Сила «Тысячи и одной ночи» — в ее традиционности, ведь вдохновение сказителя сливается с восторгом слушателя, который заранее ждет знакомые слова, знакомые образы, знакомые рифмы, — и тем больше радость узнавания!

Может быть, часто сказителю важен даже не сам сюжет, а именно его словесное оформление, всегда новое, несмотря на традиционность, — ведь традиционные формулы скомпонованы всякий раз по-новому, по-иному, как в калейдоскопе из нескольких кусочков разноцветного стекла создается неисчерпаемое богатство узоров. Красноречие сказителя и, соответственно, его героев — результат не изучения научных трудов по грамматике, логике, поэтическому и ораторскому искусству, это наследственное профессиональное мастерство, перешедшее к рассказчику от отца и деда. Сказитель нуждается в записи лишь для того, чтобы восстановить в памяти порядок сказок, эпизодов, стихов (которые могут варьироваться в разных сводах «Тысячи и одной ночи»), — традиция подсказывает ему оформление этих эпизодов, будь то сцены разлуки и свидания, битвы и пира, описания красавца, красавицы или цветущего луга.

А в сознании его слушателя слово становится делом. Слушатель как бы переносит себя в сказку, сопереживание становится переживанием. Недаром сложены рассказы о слушателях приключений Антары и Сейф аль-Мулука, которые, расставшись со сказителем, прервавшим повествование на самом интересном месте, не знали покоя и буйствовали всю ночь, пока разбуженный ими сказитель не досказывал эпизод до благополучного конца.

Красноречивый человек, кем бы он ни был — мудрецом-философом, юной рабыней, нищим бедуином или могущественным правителем, — неизменно вызывает уважение и восхищение. Красноречие ценится больше, чем богатство, чем деньги. Деньги можно быстро истратить, а красноречие остается навеки, деньги могут попасть в руки недостойному и невежественному человеку, красноречие — дар, достающийся лишь немногим достойным.

Объединенные ярким искусством арабских народных сказителей, в «Тысяче и одной ночи» живут эмиры и султаны, ремесленники, купцы и «ловкачи». Каково же отношение к различным слоям общества, процветающего в мире этого грандиозного свода, кто его главный герой? Отвечая на этот вопрос, мы тем самым вернее всего определим, кем создана «Тысяча и одна ночь», кем выбраны из необозримого богатства средневековой арабской «ученой» и народной литературы отдельные повести и рассказы, вошедшие сюда, сказки, притчи и повествования о знаменитых людях арабской древности и средневековья?

В средние века в арабской письменной литературе были распространены книги типа «Зерцал», обращенные к царям и царедворцам, которым предписывался строгий этикет, давались рекомендации, как управлять подданными, как внушать уважение к власти.
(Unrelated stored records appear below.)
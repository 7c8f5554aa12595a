//! Interaction lifecycle
//!
//! `Open -> PendingFinalization -> Finalized -> Emitted | Discarded`
//!
//! An interaction finishes once nothing is pending and the pointer is
//! outside it. With resurrection enabled it then waits out the resurrection
//! window in `PendingFinalization` before the end time is fixed.

use crate::tracker::InteractionTracker;
use spa_core::{HarvestSink, InteractionId, InteractionState, NodeId, Timestamp};
use tracing::{debug, trace};

impl<S: HarvestSink> InteractionTracker<S> {
    /// Register a pending continuation on an open interaction
    pub(crate) fn arm(&mut self, id: InteractionId) -> bool {
        match self.interactions.get_mut(&id) {
            Some(ixn) if ixn.is_open() => {
                ixn.arm();
                trace!(interaction = %id, remaining = ixn.remaining, "armed");
                true
            }
            _ => false,
        }
    }

    /// Resolve a pending continuation. Finishes the interaction right away
    /// when that was the last one and the pointer is elsewhere.
    pub(crate) fn resolve(&mut self, id: InteractionId, ts: Timestamp) {
        let Some(ixn) = self.interactions.get_mut(&id) else {
            return;
        };
        if !ixn.is_open() {
            trace!(interaction = %id, "late resolve against a closed interaction");
            return;
        }
        ixn.resolve();
        ixn.bump_finish(ts);
        trace!(interaction = %id, remaining = ixn.remaining, "resolved");

        if !self.pointer_inside(id) {
            self.check_finish(id);
        }
    }

    /// Finish the interaction if nothing is pending and the pointer is not
    /// inside it
    pub fn check_finish(&mut self, id: InteractionId) {
        let ready = match self.interactions.get(&id) {
            Some(ixn) => ixn.is_open() && ixn.remaining == 0,
            None => false,
        };
        if ready && !self.pointer_inside(id) {
            let end = self.interactions[&id].last_finish;
            self.finish(id, end);
        }
    }

    /// Fix the end of an open interaction at `ts` or the last work seen,
    /// whichever is later. Does nothing if it already finished.
    pub fn finish(&mut self, id: InteractionId, ts: Timestamp) {
        let route_name = self.route_name.clone();
        let Some(ixn) = self.interactions.get_mut(&id) else {
            return;
        };
        if !ixn.is_open() {
            return;
        }

        let end = ts.max(ixn.last_finish);
        ixn.pending_end = Some(end);
        ixn.new_route = route_name;
        ixn.state = InteractionState::PendingFinalization;
        debug!(interaction = %id, end, remaining = ixn.remaining, "interaction finished");

        if self.config.resurrection.enabled {
            self.prev_interaction = Some(id);
        } else {
            self.finalize(id, end);
        }
    }

    /// Reopen the interaction that just finished, for a request issued after
    /// its last callback returned. Returns the root to attach to.
    pub(crate) fn try_resurrect(&mut self, now: Timestamp) -> Option<NodeId> {
        let policy = &self.config.resurrection;
        if !policy.enabled {
            return None;
        }
        let window = policy.window_ms;
        let id = self.prev_interaction?;
        let ixn = self.interactions.get_mut(&id)?;
        if ixn.state != InteractionState::PendingFinalization || ixn.ignored || ixn.forced_end {
            return None;
        }
        let end = ixn.pending_end?;
        if now - end > window {
            return None;
        }

        ixn.state = InteractionState::Open;
        ixn.pending_end = None;
        self.stats.interactions_resurrected += 1;
        debug!(interaction = %id, now, "interaction resurrected");
        Some(ixn.root)
    }

    /// Finalize interactions whose resurrection window has passed and emit
    /// finalized ones that have settled. Called on every boundary event.
    pub fn advance(&mut self, now: Timestamp) {
        let window = self.config.resurrection.window_ms;
        let settle_timeout = self.config.settle_timeout_ms;

        let mut due_finalize = Vec::new();
        let mut due_emit = Vec::new();
        for (id, ixn) in &self.interactions {
            match ixn.state {
                InteractionState::PendingFinalization => {
                    if let Some(end) = ixn.pending_end {
                        if now - end > window {
                            due_finalize.push(*id);
                        }
                    }
                }
                InteractionState::Finalized => {
                    let waited = ixn.finalized_at.map_or(0.0, |at| now - at);
                    if ixn.inflight_requests == 0 || waited >= settle_timeout {
                        due_emit.push(*id);
                    }
                }
                _ => {}
            }
        }

        for id in due_finalize {
            self.finalize(id, now);
        }
        for id in due_emit {
            if self.interaction_state(id) == Some(InteractionState::Finalized) {
                self.emit(id);
            }
        }
    }

    /// Finalize and emit everything that has finished, without waiting for
    /// resurrection windows or in-flight requests
    pub fn flush(&mut self, now: Timestamp) {
        let pending: Vec<InteractionId> = self
            .interactions
            .values()
            .filter(|i| i.state == InteractionState::PendingFinalization)
            .map(|i| i.id)
            .collect();
        for id in pending {
            self.finalize(id, now);
        }

        let settling: Vec<InteractionId> = self
            .interactions
            .values()
            .filter(|i| i.state == InteractionState::Finalized)
            .map(|i| i.id)
            .collect();
        for id in settling {
            self.emit(id);
        }
    }
}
В эти книги включался также минимум сведений по основам всех известных в то время наук.

В «Тысячу и одну ночь» попало немало отрывков из «царских зерцал», в ее сказках и повестях действуют бесчисленные цари и султаны, правящие людьми и джиннами. Но все они сведены к нескольким типам — либо это настоящие «сказочные» цари (Синий царь, Красный царь, правитель Камфарной земли и так далее), либо бледные и невыразительные персонажи дидактических повествований, трактующих о неминуемости смерти, о пользе благоразумия и вреде поспешности, либо своевольные тираны вроде халифа Харуна ар-Рашида. Нет, не цари и везири истинные герои сказок.
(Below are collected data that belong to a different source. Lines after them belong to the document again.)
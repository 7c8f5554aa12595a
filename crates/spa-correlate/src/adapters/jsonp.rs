//! JSONP script insertion
//!
//! The callback runs fully detached from the frame that inserted the
//! script, so the insertion always holds the interaction open until the
//! script loads or fails.

use crate::context::Frame;
use crate::tracker::{InteractionTracker, PendingScript};
use spa_core::node::AjaxAttrs;
use spa_core::{HarvestSink, ScriptHandle, Timestamp};
use tracing::trace;

impl<S: HarvestSink> InteractionTracker<S> {
    pub fn new_jsonp(&mut self, handle: ScriptHandle, url: impl Into<String>, ts: Timestamp) {
        self.advance(ts);

        let Some(parent) = self.active_node() else {
            return;
        };
        let attrs = AjaxAttrs {
            method: "GET".to_string(),
            url: url.into(),
            jsonp: true,
            ..Default::default()
        };
        let Some(node) = self.attach_ajax(parent, ts, attrs) else {
            return;
        };
        let Some(interaction) = self.open_interaction_of(node) else {
            return;
        };
        if self.arm(interaction) {
            trace!(script = handle.0, "jsonp script inserted");
            self.scripts
                .insert(handle, PendingScript { interaction, node });
        }
    }

    /// The JSONP callback begins
    pub fn jsonp_cb_start(&mut self, handle: ScriptHandle, ts: Timestamp) -> Frame {
        let resume = self.scripts.get(&handle).map(|s| s.node);
        self.callback_start(resume, ts)
    }

    /// The script loaded
    pub fn jsonp_end(&mut self, handle: ScriptHandle, ts: Timestamp) {
        self.settle_script(handle, false, ts);
    }

    /// The script failed to load
    pub fn jsonp_error(&mut self, handle: ScriptHandle, ts: Timestamp) {
        self.settle_script(handle, true, ts);
    }

    fn settle_script(&mut self, handle: ScriptHandle, error: bool, ts: Timestamp) {
        self.advance(ts);

        let Some(script) = self.scripts.remove(&handle) else {
            return;
        };
        self.arena.end_node(script.node, ts);
        if let Some(ajax) = self
            .arena
            .get_mut(script.node)
            .and_then(|n| n.attrs.ajax.as_mut())
        {
            ajax.error = error;
        }
        self.resolve(script.interaction, ts);
    }
}
//! Engine counters
//!
//! The engine is single threaded, so these are plain integers owned by the
//! tracker and copied out on request.

use serde::{Deserialize, Serialize};
use std::fmt;

#[derive(Debug, Clone, Copy, Default, PartialEq, Eq, Serialize, Deserialize)]
pub struct TrackerStats {
    pub interactions_created: u64,
    pub interactions_emitted: u64,
    pub interactions_discarded: u64,
    pub interactions_resurrected: u64,

    /// Requests reported to the standalone buffer
    pub standalone_ajax: u64,

    /// Callbacks that ran with no node to attribute them to
    pub unattributed_callbacks: u64,

    /// Timers not attached because the frame's budget was spent
    pub timers_over_budget: u64,

    /// Children refused because the tree hit its node cap
    pub nodes_over_cap: u64,

    pub errors_captured: u64,
}

impl TrackerStats {
    pub fn new() -> Self {
        Self::default()
    }

    /// Interactions that have neither been emitted nor discarded yet
    pub fn interactions_live(&self) -> u64 {
        self.interactions_created
            .saturating_sub(self.interactions_emitted + self.interactions_discarded)
    }

    pub fn to_json(&self) -> serde_json::Value {
        serde_json::json!({
            "interactions": {
                "created": self.interactions_created,
                "emitted": self.interactions_emitted,
                "discarded": self.interactions_discarded,
                "resurrected": self.interactions_resurrected,
                "live": self.interactions_live(),
            },
            "standalone_ajax": self.standalone_ajax,
            "unattributed_callbacks": self.unattributed_callbacks,
            "timers_over_budget": self.timers_over_budget,
            "nodes_over_cap": self.nodes_over_cap,
            "errors_captured": self.errors_captured,
        })
    }
}

impl fmt::Display for TrackerStats {
    fn fmt(&self, f: &mut fmt::Formatter<'_>) -> fmt::Result {
        write!(
            f,
            "{} interactions ({} emitted, {} discarded, {} resurrected), {} standalone ajax, {} errors",
            self.interactions_created,
            self.interactions_emitted,
            self.interactions_discarded,
            self.interactions_resurrected,
            self.standalone_ajax,
            self.errors_captured,
        )
    }
}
Кто же подлинный герой «Тысячи и одной ночи», пользующийся всеобщими симпатиями? Ну конечно, это предприимчивый и отважный купец, открыватель новых земель и морей, которого влечет в путь не столько жажда наживы, сколько неуемная любознательность.
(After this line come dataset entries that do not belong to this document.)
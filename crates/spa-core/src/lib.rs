//! spa-core - Data model for the interaction correlation engine
//!
//! This crate provides the foundational types shared by the engine, the
//! harvest side and the agent binary:
//!
//! - **Nodes**: the arena of timed nodes and their owning interactions
//! - **Events**: the boundary-event vocabulary emitted by instrumentation
//! - **Records**: the serializable shape handed to the harvest collaborator
//! - **Config**: TOML configuration with environment overrides

pub mod clock;
pub mod config;
pub mod context_store;
pub mod events;
pub mod interaction;
pub mod node;
pub mod record;
pub mod script;
pub mod sink;
pub mod stats;

// Re-export commonly used types
pub use clock::{Clock, ManualClock, MonotonicClock};
pub use config::{
    AgentConfig, AjaxAttribution, ConfigError, ConfigLoader, ConfigResult, HarvestSettings,
    ResurrectionSettings, TrackerConfig,
};
pub use context_store::{ContextStore, DEFAULT_NAMESPACE};
pub use events::{
    BoundaryEvent, EventId, PaintKind, RequestHandle, Resume, ScriptHandle, TimerId, UiEvent,
};
pub use interaction::{EndHandler, Interaction, InteractionId, InteractionState};
pub use node::{AjaxAttrs, Node, NodeArena, NodeAttrs, NodeId, NodeKind};
pub use record::{AjaxRecord, Category, ErrorRecord, InteractionRecord, NodeRecord};
pub use script::{ApiCall, ScriptError, ScriptResult, ScriptStep};
pub use sink::{CollectingSink, HarvestSink};
pub use stats::TrackerStats;

/// Milliseconds on the page's high-resolution timeline, already corrected
/// by the caller.
pub type Timestamp = f64;

/// Agent version
pub const AGENT_VERSION: &str = env!("CARGO_PKG_VERSION");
Во всех частях «населенного мира», как говорили средневековые арабские географы, — в Китае, Индии, Европе, на островах Индийского океана, — побывали великие арабские путешественники Ибн Баттута и Ибн Фадлан, оставив нам свои мемуары с описанием неведомых народов и земель, открытых ими для арабо-мусульманской науки.

А герой «Тысячи и одной ночи», неугомонный Синдбад, переживает приключение за приключением. Тягот первого его путешествия хватило бы иному на всю жизнь, но Синдбад вновь и вновь пускается в странствия. Он без страха грузит свои товары на корабль, хотя не раз становился жертвой кораблекрушения. Отправляясь в дорогу, Синдбад не думает об опасностях, несмотря на то, что его никак нельзя назвать бесстрашным. Но любознательность пересиливает страх, и Синдбад снова снаряжает корабли к таинственным островам, населенным гулями-людоедами, гигантскими птицами, неведомыми народами со странными обычаями.